__INPUT DATA__.
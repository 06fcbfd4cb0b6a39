//! # Database Pool Management
//!
//! Connection pool creation and configuration for SQLite.
//!
//! ## Architecture
//! ```text
//! ┌─────────────────────────────────────────────────────────────────────────┐
//! │                      Database Connection Pool                           │
//! │                                                                         │
//! │  Till startup                                                          │
//! │       │                                                                 │
//! │       ▼                                                                 │
//! │  DbConfig::new(path) ← Configure pool settings                         │
//! │       │                                                                 │
//! │       ▼                                                                 │
//! │  Database::new(config).await ← Create pool + run migrations            │
//! │       │                                                                 │
//! │       ▼                                                                 │
//! │  db.drafts().save(...) / .load(...) / .clear(...)                      │
//! │                                                                         │
//! └─────────────────────────────────────────────────────────────────────────┘
//! ```
//!
//! ## WAL Mode
//! SQLite WAL (Write-Ahead Logging) mode is enabled for:
//! - Better concurrent read performance
//! - Readers don't block writers
//! - Better crash recovery

use sqlx::sqlite::{SqliteConnectOptions, SqliteJournalMode, SqlitePoolOptions, SqliteSynchronous};
use sqlx::SqlitePool;
use std::path::PathBuf;
use std::str::FromStr;
use std::time::Duration;
use tracing::{debug, info};

use crate::error::{DbError, DbResult};
use crate::migrations;
use crate::repository::draft::DraftRepository;

// =============================================================================
// Configuration
// =============================================================================

/// Database configuration.
///
/// ## Example
/// ```rust,ignore
/// let config = DbConfig::new("/path/to/tally.db")
///     .max_connections(5)
///     .min_connections(1);
/// ```
#[derive(Debug, Clone)]
pub struct DbConfig {
    /// Path to the SQLite database file.
    pub database_path: PathBuf,

    /// Maximum number of connections in the pool.
    /// Default: 5 (sufficient for a single operator station)
    pub max_connections: u32,

    /// Minimum number of connections to keep alive.
    /// Default: 1
    pub min_connections: u32,

    /// Connection timeout duration.
    /// Default: 30 seconds
    pub connect_timeout: Duration,

    /// Idle timeout before closing a connection.
    /// Default: 10 minutes
    pub idle_timeout: Duration,

    /// Whether to run migrations on connect.
    /// Default: true
    pub run_migrations: bool,
}

impl DbConfig {
    /// Creates a new database configuration with the given path.
    ///
    /// ## Arguments
    /// * `path` - Path to the SQLite database file. Will be created if it
    ///   doesn't exist.
    pub fn new(path: impl Into<PathBuf>) -> Self {
        DbConfig {
            database_path: path.into(),
            max_connections: 5,
            min_connections: 1,
            connect_timeout: Duration::from_secs(30),
            idle_timeout: Duration::from_secs(600),
            run_migrations: true,
        }
    }

    /// Sets the maximum number of connections.
    pub fn max_connections(mut self, max: u32) -> Self {
        self.max_connections = max;
        self
    }

    /// Sets the minimum number of connections.
    pub fn min_connections(mut self, min: u32) -> Self {
        self.min_connections = min;
        self
    }

    /// Sets the connection timeout.
    pub fn connect_timeout(mut self, timeout: Duration) -> Self {
        self.connect_timeout = timeout;
        self
    }

    /// Sets whether to run migrations on connect.
    pub fn run_migrations(mut self, run: bool) -> Self {
        self.run_migrations = run;
        self
    }

    /// Creates an in-memory database configuration (for testing).
    ///
    /// ## Usage
    /// ```rust,ignore
    /// let config = DbConfig::in_memory();
    /// let db = Database::new(config).await?;
    /// // Database is isolated, perfect for tests
    /// ```
    pub fn in_memory() -> Self {
        DbConfig {
            database_path: PathBuf::from(":memory:"),
            max_connections: 1, // In-memory requires single connection
            min_connections: 1,
            connect_timeout: Duration::from_secs(5),
            idle_timeout: Duration::from_secs(60),
            run_migrations: true,
        }
    }
}

// =============================================================================
// Database
// =============================================================================

/// Main database handle providing repository access.
///
/// ## Usage
/// ```rust,ignore
/// let db = Database::new(DbConfig::new("./tally.db")).await?;
/// db.drafts().save(&draft).await?;
/// ```
#[derive(Debug, Clone)]
pub struct Database {
    /// The SQLite connection pool.
    pool: SqlitePool,
}

impl Database {
    /// Creates a new database connection pool.
    ///
    /// ## What This Does
    /// 1. Creates the database file if it doesn't exist
    /// 2. Configures SQLite for till use:
    ///    - WAL mode for concurrent reads
    ///    - NORMAL synchronous (balance of safety/speed)
    ///    - Foreign keys enabled
    /// 3. Creates the connection pool
    /// 4. Runs migrations (if enabled)
    pub async fn new(config: DbConfig) -> DbResult<Self> {
        info!(
            path = %config.database_path.display(),
            "Initializing draft store"
        );

        // sqlite://path creates file if not exists
        let connect_url = format!("sqlite://{}?mode=rwc", config.database_path.display());

        let connect_options = SqliteConnectOptions::from_str(&connect_url)
            .map_err(|e| DbError::ConnectionFailed(e.to_string()))?
            // WAL mode: readers don't block writers and vice versa
            .journal_mode(SqliteJournalMode::Wal)
            // NORMAL synchronous: safe from corruption, may lose the last
            // transaction on a crash
            .synchronous(SqliteSynchronous::Normal)
            .foreign_keys(true)
            .create_if_missing(true);

        debug!("Connection options configured");

        let pool = SqlitePoolOptions::new()
            .max_connections(config.max_connections)
            .min_connections(config.min_connections)
            .acquire_timeout(config.connect_timeout)
            .idle_timeout(Some(config.idle_timeout))
            .connect_with(connect_options)
            .await
            .map_err(|e| DbError::ConnectionFailed(e.to_string()))?;

        info!(
            max_connections = config.max_connections,
            "Draft store pool created"
        );

        let db = Database { pool };

        if config.run_migrations {
            db.run_migrations().await?;
        }

        Ok(db)
    }

    /// Runs database migrations.
    ///
    /// ## When To Call
    /// - Automatically called by `new()` if `run_migrations` is true
    /// - Manually call when migrations are disabled in config
    pub async fn run_migrations(&self) -> DbResult<()> {
        info!("Running draft store migrations");
        migrations::run_migrations(&self.pool).await?;
        info!("Migrations complete");
        Ok(())
    }

    /// Returns a reference to the connection pool.
    ///
    /// For advanced queries not covered by repositories.
    /// Prefer using repository methods when available.
    pub fn pool(&self) -> &SqlitePool {
        &self.pool
    }

    /// Returns the draft repository.
    ///
    /// ## Example
    /// ```rust,ignore
    /// let draft = db.drafts().load("session-1").await?;
    /// ```
    pub fn drafts(&self) -> DraftRepository {
        DraftRepository::new(self.pool.clone())
    }

    /// Closes the database connection pool.
    ///
    /// ## When To Call
    /// - On station shutdown
    ///
    /// ## Note
    /// After calling close, all repository operations will fail.
    pub async fn close(&self) {
        info!("Closing draft store pool");
        self.pool.close().await;
    }

    /// Checks if the database is healthy (can execute queries).
    pub async fn health_check(&self) -> bool {
        sqlx::query("SELECT 1").execute(&self.pool).await.is_ok()
    }
}

// =============================================================================
// Unit Tests
// =============================================================================

#[cfg(test)]
mod tests {
    use super::*;

    #[tokio::test]
    async fn test_in_memory_database() {
        let config = DbConfig::in_memory();
        let db = Database::new(config).await.unwrap();

        assert!(db.health_check().await);
    }

    #[tokio::test]
    async fn test_config_builder() {
        let config = DbConfig::new("/tmp/test.db")
            .max_connections(10)
            .min_connections(2);

        assert_eq!(config.max_connections, 10);
        assert_eq!(config.min_connections, 2);
    }
}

__TASK GOAL__. If a line of the material contains the word "store", pick it out and copy it.

__RESULT FOR THIS TASK__.
            "Initializing draft store"
            "Draft store pool created"
        info!("Running draft store migrations");
        info!("Closing draft store pool");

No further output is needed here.